# [Directions for this task]
Retype the records that come next, word for word.

[Start of Attachment]

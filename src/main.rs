use std::sync::Arc;

use anyhow::Context;
use tracing_subscriber::EnvFilter;

use stream_processor::bus::InMemoryBus;
use stream_processor::metrics::MetricsRegistry;
use stream_processor::{Config, IngestLoop};

#[tokio::main]
async fn main() -> anyhow::Result<()> {
    let config = Config::from_env().context("failed to load configuration")?;
    init_tracing(&config.log_level);

    // The real event bus is an external collaborator (see SPEC_FULL.md §10);
    // this binary wires the in-memory implementation so the engine runs
    // standalone. A production deployment supplies its own EventConsumer/
    // EventProducer backed by a real broker client.
    let bus = InMemoryBus::new();
    let metrics = Arc::new(MetricsRegistry::new());

    let ingest_loop = IngestLoop::new(config, bus.consumer(), bus.producer(), metrics);
    let cancel = ingest_loop.cancellation_token();

    let run_handle = tokio::spawn(ingest_loop.run());

    tokio::select! {
        _ = tokio::signal::ctrl_c() => {
            tracing::info!("received shutdown signal");
        }
        result = terminate_signal() => {
            if let Err(e) = result {
                tracing::warn!(error = %e, "failed to install SIGTERM handler");
            }
        }
    }

    cancel.cancel();
    run_handle.await.context("ingest loop task panicked")?;

    Ok(())
}

#[cfg(unix)]
async fn terminate_signal() -> std::io::Result<()> {
    use tokio::signal::unix::{signal, SignalKind};
    let mut term = signal(SignalKind::terminate())?;
    term.recv().await;
    Ok(())
}

#[cfg(not(unix))]
async fn terminate_signal() -> std::io::Result<()> {
    std::future::pending().await
}

fn init_tracing(log_level: &str) {
    let filter = EnvFilter::try_from_default_env().unwrap_or_else(|_| EnvFilter::new(log_level));
    tracing_subscriber::fmt().with_env_filter(filter).init();
}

[End of Attachment]

# [Output of the task]
filename src/main.rs
use std::sync::Arc;

use anyhow::Context;
use tracing_subscriber::EnvFilter;

use stream_processor::bus::InMemoryBus;
use stream_processor::metrics::MetricsRegistry;
use stream_processor::{Config, IngestLoop};

#[tokio::main]
async fn main() -> anyhow::Result<()> {
    let config = Config::from_env().context("failed to load configuration")?;
    init_tracing(&config.log_level);

    // The real event bus is an external collaborator (see SPEC_FULL.md §10);
    // this binary wires the in-memory implementation so the engine runs
    // standalone. A production deployment supplies its own EventConsumer/
    // EventProducer backed by a real broker client.
    let bus = InMemoryBus::new();
    let metrics = Arc::new(MetricsRegistry::new());

    let ingest_loop = IngestLoop::new(config, bus.consumer(), bus.producer(), metrics);
    let cancel = ingest_loop.cancellation_token();

    let run_handle = tokio::spawn(ingest_loop.run());

    tokio::select! {
        _ = tokio::signal::ctrl_c() => {
            tracing::info!("received shutdown signal");
        }
        result = terminate_signal() => {
            if let Err(e) = result {
                tracing::warn!(error = %e, "failed to install SIGTERM handler");
            }
        }
    }

    cancel.cancel();
    run_handle.await.context("ingest loop task panicked")?;

    Ok(())
}

#[cfg(unix)]
async fn terminate_signal() -> std::io::Result<()> {
    use tokio::signal::unix::{signal, SignalKind};
    let mut term = signal(SignalKind::terminate())?;
    term.recv().await;
    Ok(())
}

#[cfg(not(unix))]
async fn terminate_signal() -> std::io::Result<()> {
    std::future::pending().await
}

fn init_tracing(log_level: &str) {
    let filter = EnvFilter::try_from_default_env().unwrap_or_else(|_| EnvFilter::new(log_level));
    tracing_subscriber::fmt().with_env_filter(filter).init();
}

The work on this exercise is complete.